▶ _Source data_
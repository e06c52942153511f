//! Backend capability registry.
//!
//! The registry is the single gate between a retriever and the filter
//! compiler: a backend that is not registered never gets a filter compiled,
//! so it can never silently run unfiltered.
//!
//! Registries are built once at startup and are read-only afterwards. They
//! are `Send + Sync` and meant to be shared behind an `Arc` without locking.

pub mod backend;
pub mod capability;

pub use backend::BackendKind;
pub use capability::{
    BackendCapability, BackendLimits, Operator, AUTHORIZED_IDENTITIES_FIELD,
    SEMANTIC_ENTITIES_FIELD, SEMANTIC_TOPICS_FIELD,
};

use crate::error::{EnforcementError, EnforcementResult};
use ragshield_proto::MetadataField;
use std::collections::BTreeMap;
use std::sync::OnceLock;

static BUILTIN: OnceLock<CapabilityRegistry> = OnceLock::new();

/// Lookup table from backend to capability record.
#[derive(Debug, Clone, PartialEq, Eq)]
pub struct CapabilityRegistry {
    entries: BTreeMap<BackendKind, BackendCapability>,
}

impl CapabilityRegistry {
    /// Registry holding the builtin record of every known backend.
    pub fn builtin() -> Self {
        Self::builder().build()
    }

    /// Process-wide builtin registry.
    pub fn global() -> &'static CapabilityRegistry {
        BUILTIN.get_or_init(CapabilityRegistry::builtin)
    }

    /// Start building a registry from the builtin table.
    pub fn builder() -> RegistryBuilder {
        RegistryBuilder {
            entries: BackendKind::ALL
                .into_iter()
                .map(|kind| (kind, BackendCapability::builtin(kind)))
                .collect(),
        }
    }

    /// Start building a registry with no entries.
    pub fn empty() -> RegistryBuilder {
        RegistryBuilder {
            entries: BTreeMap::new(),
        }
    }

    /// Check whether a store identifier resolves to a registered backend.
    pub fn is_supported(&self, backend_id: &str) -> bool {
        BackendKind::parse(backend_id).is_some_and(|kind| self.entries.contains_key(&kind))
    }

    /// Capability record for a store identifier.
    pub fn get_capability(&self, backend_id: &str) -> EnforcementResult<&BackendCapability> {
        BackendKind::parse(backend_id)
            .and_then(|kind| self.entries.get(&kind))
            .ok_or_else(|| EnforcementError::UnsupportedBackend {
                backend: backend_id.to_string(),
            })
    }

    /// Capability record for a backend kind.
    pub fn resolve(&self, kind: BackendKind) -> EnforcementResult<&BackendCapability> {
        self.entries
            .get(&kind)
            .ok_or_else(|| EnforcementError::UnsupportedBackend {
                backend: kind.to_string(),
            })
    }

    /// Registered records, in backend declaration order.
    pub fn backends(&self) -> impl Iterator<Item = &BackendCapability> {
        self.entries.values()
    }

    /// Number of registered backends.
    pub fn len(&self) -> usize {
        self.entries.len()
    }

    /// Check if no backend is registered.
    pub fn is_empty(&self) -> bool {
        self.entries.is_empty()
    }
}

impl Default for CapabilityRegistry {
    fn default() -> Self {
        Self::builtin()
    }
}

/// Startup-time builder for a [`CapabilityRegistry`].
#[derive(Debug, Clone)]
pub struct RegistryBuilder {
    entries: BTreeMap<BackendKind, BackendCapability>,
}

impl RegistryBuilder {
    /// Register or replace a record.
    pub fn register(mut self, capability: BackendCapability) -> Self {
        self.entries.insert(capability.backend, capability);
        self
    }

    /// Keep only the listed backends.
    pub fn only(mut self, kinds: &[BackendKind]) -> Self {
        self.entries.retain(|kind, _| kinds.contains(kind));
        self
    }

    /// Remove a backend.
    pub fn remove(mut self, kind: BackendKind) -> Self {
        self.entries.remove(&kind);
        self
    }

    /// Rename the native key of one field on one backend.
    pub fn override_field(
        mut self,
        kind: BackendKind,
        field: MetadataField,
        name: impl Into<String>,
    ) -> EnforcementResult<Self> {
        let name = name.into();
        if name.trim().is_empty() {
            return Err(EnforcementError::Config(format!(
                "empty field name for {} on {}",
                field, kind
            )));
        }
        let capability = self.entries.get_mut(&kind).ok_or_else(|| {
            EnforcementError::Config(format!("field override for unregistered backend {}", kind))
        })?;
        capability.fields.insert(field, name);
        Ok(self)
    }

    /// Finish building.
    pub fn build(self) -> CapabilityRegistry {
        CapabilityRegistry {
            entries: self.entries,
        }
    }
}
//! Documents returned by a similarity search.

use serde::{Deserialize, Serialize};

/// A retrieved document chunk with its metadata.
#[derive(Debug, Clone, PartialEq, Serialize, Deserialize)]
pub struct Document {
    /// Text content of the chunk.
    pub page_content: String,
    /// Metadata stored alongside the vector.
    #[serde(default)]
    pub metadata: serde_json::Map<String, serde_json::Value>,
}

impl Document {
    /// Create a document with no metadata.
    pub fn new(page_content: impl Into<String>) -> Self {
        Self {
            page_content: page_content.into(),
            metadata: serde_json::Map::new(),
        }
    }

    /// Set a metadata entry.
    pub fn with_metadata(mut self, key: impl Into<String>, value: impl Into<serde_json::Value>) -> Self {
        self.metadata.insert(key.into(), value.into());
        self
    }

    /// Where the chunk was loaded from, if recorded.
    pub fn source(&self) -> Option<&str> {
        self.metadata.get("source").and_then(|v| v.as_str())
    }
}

▶ _Work task_
With every line kept whole, write out the records again exactly.

▶ _Response_
repository e06c52942153511f
//! Backend capability registry.
//!
//! The registry is the single gate between a retriever and the filter
//! compiler: a backend that is not registered never gets a filter compiled,
//! so it can never silently run unfiltered.
//!
//! Registries are built once at startup and are read-only afterwards. They
//! are `Send + Sync` and meant to be shared behind an `Arc` without locking.

pub mod backend;
pub mod capability;

pub use backend::BackendKind;
pub use capability::{
    BackendCapability, BackendLimits, Operator, AUTHORIZED_IDENTITIES_FIELD,
    SEMANTIC_ENTITIES_FIELD, SEMANTIC_TOPICS_FIELD,
};

use crate::error::{EnforcementError, EnforcementResult};
use ragshield_proto::MetadataField;
use std::collections::BTreeMap;
use std::sync::OnceLock;

static BUILTIN: OnceLock<CapabilityRegistry> = OnceLock::new();

/// Lookup table from backend to capability record.
#[derive(Debug, Clone, PartialEq, Eq)]
pub struct CapabilityRegistry {
    entries: BTreeMap<BackendKind, BackendCapability>,
}

impl CapabilityRegistry {
    /// Registry holding the builtin record of every known backend.
    pub fn builtin() -> Self {
        Self::builder().build()
    }

    /// Process-wide builtin registry.
    pub fn global() -> &'static CapabilityRegistry {
        BUILTIN.get_or_init(CapabilityRegistry::builtin)
    }

    /// Start building a registry from the builtin table.
    pub fn builder() -> RegistryBuilder {
        RegistryBuilder {
            entries: BackendKind::ALL
                .into_iter()
                .map(|kind| (kind, BackendCapability::builtin(kind)))
                .collect(),
        }
    }

    /// Start building a registry with no entries.
    pub fn empty() -> RegistryBuilder {
        RegistryBuilder {
            entries: BTreeMap::new(),
        }
    }

    /// Check whether a store identifier resolves to a registered backend.
    pub fn is_supported(&self, backend_id: &str) -> bool {
        BackendKind::parse(backend_id).is_some_and(|kind| self.entries.contains_key(&kind))
    }

    /// Capability record for a store identifier.
    pub fn get_capability(&self, backend_id: &str) -> EnforcementResult<&BackendCapability> {
        BackendKind::parse(backend_id)
            .and_then(|kind| self.entries.get(&kind))
            .ok_or_else(|| EnforcementError::UnsupportedBackend {
                backend: backend_id.to_string(),
            })
    }

    /// Capability record for a backend kind.
    pub fn resolve(&self, kind: BackendKind) -> EnforcementResult<&BackendCapability> {
        self.entries
            .get(&kind)
            .ok_or_else(|| EnforcementError::UnsupportedBackend {
                backend: kind.to_string(),
            })
    }

    /// Registered records, in backend declaration order.
    pub fn backends(&self) -> impl Iterator<Item = &BackendCapability> {
        self.entries.values()
    }

    /// Number of registered backends.
    pub fn len(&self) -> usize {
        self.entries.len()
    }

    /// Check if no backend is registered.
    pub fn is_empty(&self) -> bool {
        self.entries.is_empty()
    }
}

impl Default for CapabilityRegistry {
    fn default() -> Self {
        Self::builtin()
    }
}

/// Startup-time builder for a [`CapabilityRegistry`].
#[derive(Debug, Clone)]
pub struct RegistryBuilder {
    entries: BTreeMap<BackendKind, BackendCapability>,
}

impl RegistryBuilder {
    /// Register or replace a record.
    pub fn register(mut self, capability: BackendCapability) -> Self {
        self.entries.insert(capability.backend, capability);
        self
    }

    /// Keep only the listed backends.
    pub fn only(mut self, kinds: &[BackendKind]) -> Self {
        self.entries.retain(|kind, _| kinds.contains(kind));
        self
    }

    /// Remove a backend.
    pub fn remove(mut self, kind: BackendKind) -> Self {
        self.entries.remove(&kind);
        self
    }

    /// Rename the native key of one field on one backend.
    pub fn override_field(
        mut self,
        kind: BackendKind,
        field: MetadataField,
        name: impl Into<String>,
    ) -> EnforcementResult<Self> {
        let name = name.into();
        if name.trim().is_empty() {
            return Err(EnforcementError::Config(format!(
                "empty field name for {} on {}",
                field, kind
            )));
        }
        let capability = self.entries.get_mut(&kind).ok_or_else(|| {
            EnforcementError::Config(format!("field override for unregistered backend {}", kind))
        })?;
        capability.fields.insert(field, name);
        Ok(self)
    }

    /// Finish building.
    pub fn build(self) -> CapabilityRegistry {
        CapabilityRegistry {
            entries: self.entries,
        }
    }
}
//! Documents returned by a similarity search.

use serde::{Deserialize, Serialize};

/// A retrieved document chunk with its metadata.
#[derive(Debug, Clone, PartialEq, Serialize, Deserialize)]
pub struct Document {
    /// Text content of the chunk.
    pub page_content: String,
    /// Metadata stored alongside the vector.
    #[serde(default)]
    pub metadata: serde_json::Map<String, serde_json::Value>,
}

impl Document {
    /// Create a document with no metadata.
    pub fn new(page_content: impl Into<String>) -> Self {
        Self {
            page_content: page_content.into(),
            metadata: serde_json::Map::new(),
        }
    }

    /// Set a metadata entry.
    pub fn with_metadata(mut self, key: impl Into<String>, value: impl Into<serde_json::Value>) -> Self {
        self.metadata.insert(key.into(), value.into());
        self
    }

    /// Where the chunk was loaded from, if recorded.
    pub fn source(&self) -> Option<&str> {
        self.metadata.get("source").and_then(|v| v.as_str())
    }
}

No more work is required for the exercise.